* _Exercise instructions_:
Count every line in the entries that follow where the word "matches" appears, then state only the total.

══ Dataset entries

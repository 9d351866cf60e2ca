//! The resolution pipeline: merge all configuration layers and produce the
//! effective tree.
//!
//! Operates on a pre-built [`ResolveOptions`] so the full pipeline is
//! drivable from tests with synthetic inputs. Steps:
//!
//! 1. Load base `application.*` files from the main roots (imports splice
//!    in as they are found)
//! 2. Collect profile groups from their unconditional documents
//! 3. Expand the requested profiles into the active list
//! 4. Load profile-specific files for the active profiles, then test
//!    resources last
//! 5. Filter documents against the active profiles and merge in order
//! 6. Resolve placeholders against the merged tree, the VCAP namespace,
//!    and the environment overlay

use std::collections::HashSet;
use std::path::{Path, PathBuf};

use crate::discover;
use crate::env::EnvOverlay;
use crate::error::ResolverError;
use crate::imports;
use crate::merge;
use crate::model::{ConfigDocument, ResolverResult, Warning, WarningCategory};
use crate::placeholder;
use crate::profiles;
use crate::vcap;

/// Everything a resolver run needs. The environment overlay and VCAP
/// payloads are ingested by the caller (the CLI reads them once at
/// startup), keeping the pipeline itself deterministic.
#[derive(Debug, Clone)]
pub struct ResolveOptions {
    pub project_path: PathBuf,
    /// Requested profiles, order significant.
    pub profiles: Vec<String>,
    /// Extra main resource roots, relative to the project.
    pub resource_dirs: Vec<String>,
    /// Also load `src/test/resources`, applied last.
    pub include_test: bool,
    pub env: EnvOverlay,
    pub vcap_services_json: Option<String>,
    pub vcap_application_json: Option<String>,
    pub ignore_vcap_warnings: bool,
    /// Placeholder pass limit; `None` means the default of 10.
    pub max_placeholder_iterations: Option<usize>,
}

impl ResolveOptions {
    pub fn new(project_path: impl Into<PathBuf>, profiles: Vec<String>) -> Self {
        ResolveOptions {
            project_path: project_path.into(),
            profiles,
            resource_dirs: Vec::new(),
            include_test: false,
            env: EnvOverlay::new(),
            vcap_services_json: None,
            vcap_application_json: None,
            ignore_vcap_warnings: false,
            max_placeholder_iterations: None,
        }
    }
}

/// Run the pipeline and produce the effective configuration.
pub fn resolve(options: &ResolveOptions) -> Result<ResolverResult, ResolverError> {
    if !options.project_path.is_dir() {
        return Err(ResolverError::ProjectNotFound {
            path: options.project_path.clone(),
        });
    }
    if options.profiles.is_empty() {
        return Err(ResolverError::NoProfiles);
    }

    let mut warnings: Vec<Warning> = Vec::new();

    let main_roots = main_roots(options);
    let test_roots = if options.include_test {
        vec![options.project_path.join("src").join("test").join("resources")]
    } else {
        Vec::new()
    };

    // `classpath:` imports resolve against every configured root.
    let mut classpath_roots = main_roots.clone();
    classpath_roots.extend(test_roots.iter().cloned());

    // Step 1: base files from main roots, imports spliced inline.
    let mut import_stack: Vec<PathBuf> = Vec::new();
    let mut loaded: HashSet<PathBuf> = HashSet::new();
    let mut base_docs: Vec<ConfigDocument> = Vec::new();
    for root in &main_roots {
        for file in discover::base_files(root) {
            base_docs.extend(imports::load_file_with_imports(
                &file,
                &classpath_roots,
                &mut import_stack,
                &mut loaded,
                &mut warnings,
            )?);
        }
    }
    if base_docs.is_empty() {
        warnings.push(Warning::new(
            WarningCategory::Parse,
            format!(
                "no application config found under {}",
                main_roots
                    .iter()
                    .map(|r| r.display().to_string())
                    .collect::<Vec<_>>()
                    .join(", ")
            ),
        ));
    }
    tracing::debug!(documents = base_docs.len(), "base documents loaded");

    // Step 2: groups come only from base documents of main roots.
    let groups = profiles::collect_groups(&mut base_docs, &mut warnings);

    // Step 3: expand the requested list.
    let active = profiles::expand_profiles(&options.profiles, &groups)?;
    tracing::debug!(?active, "profiles expanded");

    // Step 4: profile-specific files (active-list order), then test roots.
    let mut all_docs = base_docs;
    let base_len = all_docs.len();
    for profile in &active {
        for root in &main_roots {
            for file in discover::profile_files(root, profile) {
                let docs = imports::load_file_with_imports(
                    &file,
                    &classpath_roots,
                    &mut import_stack,
                    &mut loaded,
                    &mut warnings,
                )?;
                all_docs.extend(docs);
            }
        }
    }
    for root in &test_roots {
        for file in discover::base_files(root) {
            all_docs.extend(imports::load_file_with_imports(
                &file,
                &classpath_roots,
                &mut import_stack,
                &mut loaded,
                &mut warnings,
            )?);
        }
    }
    for profile in &active {
        for root in &test_roots {
            for file in discover::profile_files(root, profile) {
                all_docs.extend(imports::load_file_with_imports(
                    &file,
                    &classpath_roots,
                    &mut import_stack,
                    &mut loaded,
                    &mut warnings,
                )?);
            }
        }
    }

    // Group directives in anything loaded after the base pass are
    // restriction violations.
    profiles::strip_group_directives(&mut all_docs[base_len..], &mut warnings);

    unknown_profile_warnings(
        &options.profiles,
        &groups,
        &all_docs,
        &main_roots,
        &test_roots,
        &mut warnings,
    );

    // Step 5: filter and merge.
    let applicable = profiles::applicable_documents(all_docs, &active, &mut warnings);
    tracing::debug!(documents = applicable.len(), "documents applicable");
    let (mut config, sources, overridden) = merge::merge_documents(&applicable);

    // Step 6: placeholders.
    let vcap_namespace = vcap::vcap_namespace(
        options.vcap_services_json.as_deref(),
        options.vcap_application_json.as_deref(),
        &mut warnings,
    );
    if !options.ignore_vcap_warnings {
        warnings.extend(vcap::availability_warnings(
            &config,
            vcap_namespace.is_some(),
        ));
    }
    warnings.extend(placeholder::resolve_placeholders(
        &mut config,
        vcap_namespace.as_ref(),
        &options.env,
        options.max_placeholder_iterations,
    ));

    Ok(ResolverResult {
        config,
        sources,
        overridden,
        warnings,
        active_profiles: active,
    })
}

fn main_roots(options: &ResolveOptions) -> Vec<PathBuf> {
    let mut roots = vec![options
        .project_path
        .join("src")
        .join("main")
        .join("resources")];
    for dir in &options.resource_dirs {
        roots.push(options.project_path.join(dir));
    }
    roots
}

/// A requested profile that matches no file suffix, no group, and no
/// activation expression probably names nothing at all.
fn unknown_profile_warnings(
    requested: &[String],
    groups: &profiles::ProfileGroups,
    documents: &[ConfigDocument],
    main_roots: &[PathBuf],
    test_roots: &[PathBuf],
    warnings: &mut Vec<Warning>,
) {
    let mut roots: Vec<PathBuf> = main_roots.to_vec();
    roots.extend(test_roots.iter().cloned());
    let suffixes = discover::available_profile_suffixes(&roots);

    let mut referenced: HashSet<&str> = HashSet::new();
    for doc in documents {
        if let Some(expr) = &doc.activation {
            referenced.extend(expr.profiles());
        }
    }

    for profile in requested {
        let known = groups.contains_key(profile)
            || suffixes.contains(profile)
            || referenced.contains(profile.as_str());
        if !known {
            warnings.push(Warning::new(
                WarningCategory::UnknownProfile,
                format!("requested profile '{profile}' matches no config file, group, or activation"),
            ));
        }
    }
}

/// Compute the path of a source file relative to the project, for
/// attribution comments.
pub fn relative_to_project(path: &Path, project: &Path) -> String {
    let canonical_project = project.canonicalize().unwrap_or_else(|_| project.to_path_buf());
    let canonical = path.canonicalize().unwrap_or_else(|_| path.to_path_buf());
    canonical
        .strip_prefix(&canonical_project)
        .unwrap_or(&canonical)
        .display()
        .to_string()
}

════

* _Result of this exercise_:
2